Tools not invoked when using Qwen2VL weights with OpenThinkIMG
Hello, when I try to use Qwen2VL's weights to test OpenThinkIMG on the OpenThinkIMG-Chart-Test-994 dataset, I find that the tools are not called and the results are output directly. How can I solve this problem?
I encountered the same problem, and I tried to use the ckpt on the provided hf. It seems that the effect is the same? Have you solved this problem?
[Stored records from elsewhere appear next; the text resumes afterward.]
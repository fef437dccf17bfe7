use crate::game::palette::Color;
use rand::Rng;

pub const GRID_ROWS: usize = 7;
pub const GRID_COLS: usize = 5;

/// A grid of colors and the selection flags for it. Both are always
/// created together so their dimensions cannot drift apart.
#[derive(Clone, Debug, PartialEq, Eq)]
pub struct Board
{
    cells: Vec<Vec<Color>>,
    selected: Vec<Vec<bool>>,
}

impl Board
{
    pub fn generate(rows: usize, cols: usize, rng: &mut impl Rng) -> Self
    {
        let cells: Vec<Vec<Color>> = (0..rows)
            .map(|_| (0..cols).map(|_| Color::random(rng)).collect::<Vec<_>>())
            .collect();
        Self::from_cells(cells)
    }

    pub fn from_cells(cells: Vec<Vec<Color>>) -> Self
    {
        let selected = cells.iter().map(|row| vec![false; row.len()]).collect();
        Self { cells, selected }
    }

    pub fn rows(&self) -> usize
    {
        self.cells.len()
    }

    pub fn cols(&self) -> usize
    {
        self.cells.first().map_or(0, Vec::len)
    }

    pub fn color_at(&self, row: usize, col: usize) -> Option<Color>
    {
        self.cells.get(row)?.get(col).copied()
    }

    pub fn is_selected(&self, row: usize, col: usize) -> bool
    {
        self.selected
            .get(row)
            .and_then(|r| r.get(col))
            .copied()
            .unwrap_or(false)
    }

    /// Marks the cell; returns false if it was already marked or out of range.
    pub fn select(&mut self, row: usize, col: usize) -> bool
    {
        match self.selected.get_mut(row).and_then(|r| r.get_mut(col)) {
            Some(flag) if !*flag => {
                *flag = true;
                true
            }
            _ => false,
        }
    }

    pub fn count_of(&self, color: Color) -> usize
    {
        self.cells.iter().flatten().filter(|c| **c == color).count()
    }

    pub fn all_selected(&self, color: Color) -> bool
    {
        self.cells
            .iter()
            .zip(self.selected.iter())
            .flat_map(|(row, sel)| row.iter().zip(sel.iter()))
            .all(|(cell, sel)| *cell != color || *sel)
    }

    pub fn iter_rows(&self) -> impl Iterator<Item = (&[Color], &[bool])>
    {
        self.cells
            .iter()
            .zip(self.selected.iter())
            .map(|(row, sel)| (row.as_slice(), sel.as_slice()))
    }
}
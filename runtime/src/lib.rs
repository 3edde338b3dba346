// Koala - Bytecode format and stack-based virtual machine for Koala assembly programs

pub mod bytecode;
pub mod vm;
pub mod runtime;

pub use bytecode::{Block, Instruction, OpCode, ProgramData};
pub use vm::{run, ExecutionContext, Value, VMError, VMResult, VmConfig, VM};
pub use runtime::Runtime;

// Version information
pub const VERSION: &str = env!("CARGO_PKG_VERSION");
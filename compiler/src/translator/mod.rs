//! Two-pass translation of flat blocks into a resolved `ProgramData`.
//!
//! Pass 1 (`layout`) assigns code offsets to every block and local mark and
//! builds the block table. Pass 2 (`emit`) walks the blocks in source order
//! and writes code words, resolving jumps, calls and constants against the
//! layout. Forward references need no backpatching.

use crate::lexer::Mnemonic;
use crate::parser::{FlatBlock, Instruction};
use koala_vm::bytecode::{Block, ProgramData, Word};
use koala_vm::{OpCode, Value};
use rustc_hash::FxHashMap;
use thiserror::Error;
use tracing::debug;

#[derive(Error, Debug, Clone, PartialEq, Eq)]
pub enum TranslateError {
    #[error("No entry point found: no block is labelled '{0}'")]
    NoEntryPoint(String),

    #[error("Label '{name}' doesn't exist in current context ({block}::{name}) at line {line}")]
    UndefinedLocalLabel { block: String, name: String, line: usize },

    #[error("Block '{name}' doesn't exist (called at line {line})")]
    UndefinedBlock { name: String, line: usize },

    #[error("Instruction '{instruction}' in block '{block}' cannot be assembled (line {line})")]
    InvalidInstruction { block: String, instruction: String, line: usize },
}

/// Result of pass 1
#[derive(Debug, Clone, PartialEq, Eq, Default)]
pub struct Layout {
    /// Code range of every block, in source order
    pub ranges: Vec<Block>,
    /// The block table as stored in bytecode: entry block first, the rest in source order
    pub table: Vec<Block>,
    /// Table slot of every block, in source order
    pub slots: Vec<usize>,
    /// Block label to table slot; the first block with a label owns it
    pub labels: FxHashMap<String, usize>,
    /// (source block index, mark name) to code offset
    pub marks: FxHashMap<(usize, String), usize>,
    /// Total number of code words pass 2 will emit
    pub code_len: usize,
}

impl Layout {
    /// Offset of mark `name` local to the block at source index `block`
    pub fn mark(&self, block: usize, name: &str) -> Option<usize> {
        self.marks.get(&(block, name.to_string())).copied()
    }

    /// Table slot of the block labelled `label`
    pub fn slot(&self, label: &str) -> Option<usize> {
        self.labels.get(label).copied()
    }
}

/// The opcode an instruction assembles to, `None` for `MARK`
fn opcode_of(block: &FlatBlock, instruction: &Instruction) -> Result<Option<OpCode>, TranslateError> {
    if instruction.mnemonic == Mnemonic::Mark {
        return Ok(None);
    }

    let opcode = instruction.mnemonic.opcode();
    let operand_ok = match (opcode.map(|op| op.num_operands()), &instruction.operand) {
        (Some(0), None) => true,
        (Some(1), Some(Value::Integer(_))) => matches!(instruction.mnemonic, Mnemonic::Push | Mnemonic::PopN),
        (Some(1), Some(Value::Label(_))) => !matches!(instruction.mnemonic, Mnemonic::Push | Mnemonic::PopN),
        _ => false,
    };

    match opcode {
        Some(op) if operand_ok => Ok(Some(op)),
        _ => Err(TranslateError::InvalidInstruction {
            block: block.label.clone(),
            instruction: instruction.to_string(),
            line: instruction.line,
        }),
    }
}

/// Pass 1: compute block ranges, the block table and every label
pub fn layout(blocks: &[FlatBlock], entry: &str) -> Result<Layout, TranslateError> {
    let mut layout = Layout::default();
    let mut offset = 0;

    for (index, block) in blocks.iter().enumerate() {
        let begin = offset;

        for instruction in &block.instructions {
            match opcode_of(block, instruction)? {
                Some(opcode) => offset += 1 + opcode.num_operands(),
                // MARK is zero-width: it names the offset of the next instruction.
                // Marking a name again in the same block moves it.
                None => {
                    let name = instruction.label().unwrap_or_default().to_string();
                    layout.marks.insert((index, name), offset);
                }
            }
        }

        layout.ranges.push(Block::new(begin, offset));
    }
    layout.code_len = offset;

    let entry_index = blocks
        .iter()
        .position(|b| b.label == entry)
        .ok_or_else(|| TranslateError::NoEntryPoint(entry.to_string()))?;

    // Entry goes to slot 0, everything else keeps its relative order
    let order = std::iter::once(entry_index).chain((0..blocks.len()).filter(|&i| i != entry_index));
    layout.slots = vec![0; blocks.len()];
    for (slot, index) in order.enumerate() {
        layout.slots[index] = slot;
        layout.table.push(layout.ranges[index]);
    }

    for (index, block) in blocks.iter().enumerate() {
        layout.labels.entry(block.label.clone()).or_insert(layout.slots[index]);
    }

    debug!(
        entry,
        blocks = blocks.len(),
        code_len = layout.code_len,
        table = ?layout.table,
        "computed block layout"
    );
    Ok(layout)
}

/// Code and constant pool under construction during pass 2
struct Emitter {
    code: Vec<Word>,
    constants: Vec<Value>,
    constant_index: FxHashMap<i32, Word>,
}

impl Emitter {
    fn new(capacity: usize) -> Self {
        Self {
            code: Vec::with_capacity(capacity),
            constants: Vec::new(),
            constant_index: FxHashMap::default(),
        }
    }

    fn emit(&mut self, word: Word) {
        self.code.push(word);
    }

    /// Pool index of `value`, appending it on first use
    fn intern(&mut self, value: i32) -> Word {
        let constants = &mut self.constants;
        *self.constant_index.entry(value).or_insert_with(|| {
            constants.push(Value::Integer(value));
            (constants.len() - 1) as Word
        })
    }
}

/// Pass 2: emit code words in source order against a computed layout
pub fn emit(blocks: &[FlatBlock], layout: &Layout) -> Result<ProgramData, TranslateError> {
    let mut emitter = Emitter::new(layout.code_len);

    for (index, block) in blocks.iter().enumerate() {
        for instruction in &block.instructions {
            let Some(opcode) = opcode_of(block, instruction)? else {
                continue;
            };
            emitter.emit(opcode.to_word());

            match (opcode, &instruction.operand) {
                (OpCode::Jmp | OpCode::Jez | OpCode::Jnz, Some(Value::Label(name))) => {
                    let target = layout.mark(index, name).ok_or_else(|| TranslateError::UndefinedLocalLabel {
                        block: block.label.clone(),
                        name: name.clone(),
                        line: instruction.line,
                    })?;
                    emitter.emit(target as Word);
                }
                (OpCode::Call, Some(Value::Label(name))) => {
                    let slot = layout.slot(name).ok_or_else(|| TranslateError::UndefinedBlock {
                        name: name.clone(),
                        line: instruction.line,
                    })?;
                    emitter.emit(slot as Word);
                }
                (_, Some(Value::Integer(value))) => {
                    let index = emitter.intern(*value);
                    emitter.emit(index);
                }
                _ => {}
            }
        }
    }

    debug!(
        code = emitter.code.len(),
        constants = emitter.constants.len(),
        "emitted bytecode"
    );

    Ok(ProgramData {
        code: emitter.code,
        constants: emitter.constants,
        blocks: layout.table.clone(),
    })
}

/// Run both passes
pub fn translate(blocks: &[FlatBlock], entry: &str) -> Result<ProgramData, TranslateError> {
    let layout = layout(blocks, entry)?;
    emit(blocks, &layout)
}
I've added system_prompt for RL training to the inference phase code, and it looks like it's ready to call the tool
"""You are a visual assistant capable of generating and solving steps for chart-based reasoning. Your goal is to answer chart-related questions. You can rely on your own capabilities or use external tools to assist in solving. Here are the available actions:
- **OCR**: Extracts text from an image. Example: `{"name": "OCR", "arguments": {"image": "img_1"}}`
- **Point**: Identifies a point in the image based on description and returns coordinates. Example: `{"name": "Point", "arguments": {"image": "img_1", "param": "x-axis value 1970"}}`
- **ZoomInSubfigure**: Crops the image to the specified subfigure. Example: `{"name": "ZoomInSubfigure", "arguments": {"image": "img_1", "param": "Downstream vs. Concept: Toy"}}`
- **SegmentRegionAroundPoint**: Segments a region around a given point. Example: `{"name": "SegmentRegionAroundPoint", "arguments": {"image": "img_1", "param": "x=\"21.5\" y=\"28.5\""}}`
- **DrawHorizontalLineByY**: Draws a horizontal line at a given y-coordinate. Example: `{"name": "DrawHorizontalLineByY", "arguments": {"image": "img_1", "param": "y=28.5"}}`
- **DrawVerticalLineByX**: Draws a vertical line at a given x-coordinate. Example: `{"name": "DrawVerticalLineByX", "arguments": {"image": "img_1", "param": "x=21.5"}}`
- **Terminate**: Ends the task and provides the final answer. Example: `{"name": "Terminate", "arguments": {"ans": "1985"}}`
To solve the problem:
1. Select actions from the provided tools list, combining them logically and building on previous steps. Call one action at a time, using its output for the next.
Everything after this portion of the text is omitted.